Pastry Chef Pierre takes x hours to decorate a wedding cake. Pastry chef Franco takes y hours to decorate a wedding cake. If Pierre works alone for z hours and is then joined by Franco until 20 cakes are decorated, for how long did the two pastry chef's work together.
1- 20xz-y/(x+y)
2- y+z/(20xz)
3- 20x(y-z)/(x+y)
4- 20xy-z/(x+y)
5- y(20x-z)/(x+y)

I usually solve such questions by using below approach-
(Workdone by entity A)/(Time taken by entity a) + (Workdone by entity b)/(time taken by entity b) = (Work done together)/(Time taken together)
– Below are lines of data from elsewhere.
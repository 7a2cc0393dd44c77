//! Diacritic, case and currency folding shared by every matching step.

use std::ops::Range;

use unicode_normalization::UnicodeNormalization;

/// Currency glyphs removed before any numeric parsing.
pub const CURRENCY_SYMBOLS: &[char] = &[
    '$', '¢', '£', '¤', '¥', '֏', '؋', '৳', '฿', '៛', '₠', '₡', '₢', '₣', '₤', '₥', '₦', '₧',
    '₨', '₩', '₪', '₫', '€', '₭', '₮', '₯', '₰', '₱', '₲', '₳', '₴', '₵', '₶', '₷', '₸', '₹',
    '₺', '₻', '₼', '₽', '₾', '₿', '﷼',
];

// Combining diacritical marks, their extended and supplement blocks, the
// marks for symbols, and the combining half marks.
fn is_stripped_mark(c: char) -> bool {
    matches!(
        c,
        '\u{0300}'..='\u{036F}'
            | '\u{1AB0}'..='\u{1AFF}'
            | '\u{1DC0}'..='\u{1DFF}'
            | '\u{20D0}'..='\u{20FF}'
            | '\u{FE20}'..='\u{FE2F}'
    )
}

/// Remove diacritics: decompose, drop combining marks, recompose.
///
/// Idempotent: applying it twice yields the same string as applying it once.
pub fn strip_diacritics(s: &str) -> String {
    s.nfd().filter(|c| !is_stripped_mark(*c)).nfc().collect()
}

/// [`strip_diacritics`] over raw bytes; invalid UTF-8 sequences become U+FFFD.
pub fn strip_diacritics_lossy(bytes: &[u8]) -> String {
    strip_diacritics(&String::from_utf8_lossy(bytes))
}

/// Remove all known currency symbols, leaving digits and letters untouched.
pub fn strip_currency_symbols(s: &str) -> String {
    s.chars().filter(|c| !CURRENCY_SYMBOLS.contains(c)).collect()
}

fn fold_char(c: char) -> String {
    let mut buf = [0u8; 4];
    strip_diacritics(c.encode_utf8(&mut buf)).to_lowercase()
}

/// Diacritic- and case-insensitive form of `s`, used for comparisons.
pub fn fold(s: &str) -> String {
    s.chars().map(fold_char).collect()
}

/// Folded view of a string that remembers where each folded byte came from.
#[derive(Debug, Clone)]
pub struct FoldedText<'a> {
    source: &'a str,
    folded: String,
    // origin[i] is the source byte offset that produced folded byte i;
    // origin[folded.len()] == source.len().
    origin: Vec<usize>,
}

impl<'a> FoldedText<'a> {
    pub fn new(source: &'a str) -> Self {
        let mut folded = String::with_capacity(source.len());
        let mut origin = Vec::with_capacity(source.len() + 1);

        for (offset, c) in source.char_indices() {
            let piece = fold_char(c);
            origin.extend(std::iter::repeat_n(offset, piece.len()));
            folded.push_str(&piece);
        }
        origin.push(source.len());

        Self {
            source,
            folded,
            origin,
        }
    }

    pub fn as_str(&self) -> &str {
        &self.folded
    }

    pub fn source(&self) -> &'a str {
        self.source
    }

    /// Slice of the source text that folded into `range`.
    pub fn source_span(&self, range: Range<usize>) -> &'a str {
        let start = self.origin[range.start];
        let end = self.origin[range.end];
        &self.source[start..end]
    }
}

#[cfg(test)]
mod tests {
    use super::*;

    #[test]
    fn test_strip_diacritics() {
        assert_eq!(strip_diacritics("Taxe réduite"), "Taxe reduite");
        assert_eq!(strip_diacritics("Podatek należny"), "Podatek nalezny");
        assert_eq!(strip_diacritics("IVA común"), "IVA comun");
        // Decomposed input (e + combining acute)
        assert_eq!(strip_diacritics("cafe\u{0301}"), "cafe");
        // Combining half marks
        assert_eq!(strip_diacritics("ab\u{FE20}c"), "abc");
    }

    #[test]
    fn test_strip_diacritics_idempotent() {
        for s in [
            "Taxe réduite",
            "ÅÄÖ åäö",
            "n\u{0303}o\u{0308}\u{0301}",
            "한국어 세금",
            "x\u{20DD}y",
            "",
        ] {
            let once = strip_diacritics(s);
            assert_eq!(strip_diacritics(&once), once, "input: {:?}", s);
        }
    }

    #[test]
    fn test_strip_diacritics_lossy() {
        let bytes = b"TVA \xff r\xc3\xa9duite";
        assert_eq!(strip_diacritics_lossy(bytes), "TVA \u{FFFD} reduite");
    }

    #[test]
    fn test_strip_currency_symbols() {
        assert_eq!(strip_currency_symbols("12,50 €"), "12,50 ");
        assert_eq!(strip_currency_symbols("$1,234.56"), "1,234.56");
        assert_eq!(strip_currency_symbols("£5 ¥6 ₹7 ₽8 ₿9"), "5 6 7 8 9");
        assert_eq!(strip_currency_symbols("TVA 20%"), "TVA 20%");
    }

    #[test]
    fn test_fold() {
        assert_eq!(fold("TAXE Réduite"), "taxe reduite");
        assert_eq!(fold("MwSt"), "mwst");
    }

    #[test]
    fn test_folded_text_maps_back_to_source() {
        let text = FoldedText::new("Total Taxe Réduite 5,5%");
        let folded = text.as_str();
        assert_eq!(folded, "total taxe reduite 5,5%");

        let start = folded.find("reduite").unwrap();
        assert_eq!(text.source_span(start..start + "reduite".len()), "Réduite");
    }

    #[test]
    fn test_folded_text_keeps_combining_marks_in_span() {
        let text = FoldedText::new("Re\u{0301}duite X");
        let folded = text.as_str();
        assert_eq!(folded, "reduite x");

        let end = "reduite".len();
        assert_eq!(text.source_span(0..end), "Re\u{0301}duite");
    }
}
However, I was unable to apply the above framework on this question. Please help me out.
Thanks
Show more

Let me give you my approach to these problems (I am sure Bunuel will give his solution too so you needn't be disappointed :))

I like to solve questions with variables by plugging in values:
Say x = 1 (Pierre decorates 1 cake in 1 hr), y = 2 (Franco decorates 1 cake in 2 hrs)
Together, they decorate 1 cake in 1/(1+1/2) = 2/3 hrs
Say Pierre decorates 17 cakes in 17 hrs and then Franco joins in and they decorate the remaining 3 cakes in 2 hrs (For 1 cake, they take 2/3 hrs so for 3 cakes, they will take 3*(2/3) = 2 hrs)
Now just plug these values x = 1, y = 2 and z = 17 in the options and whichever option gives you 2, that should be the answer.

Only option (E) gives you 2 so it should be your answer.

Note: While you are trying the options, you can quickly see that numerator will not be divisible by denominator or one of them is way too big so you don't have to perform the complete calculation since you are looking for 2 as your answer. e.g.
you try option (A) 20xz-y/(x+y) = [20*1*17 - 2]/3 (numerator is way too big so not possible)
Option (B) y+z/(20xz) = (2+17)/20*1*17 (denominator is way too big)

You can also use algebra:

Remember two things:
1. Work = Rate*Time
2. We add rates.

Their combined rate of work = 1/x + 1/y
Pierre does some work on his own. Work done by Pierre alone = Pierre's rate * Time = (1/x)*z

Leftover work = 20 - z/x

Time taken to complete leftover work together = Work/Rate = (20 - z/x)/(1/x + 1/y) = y(20x - z)/(x+y)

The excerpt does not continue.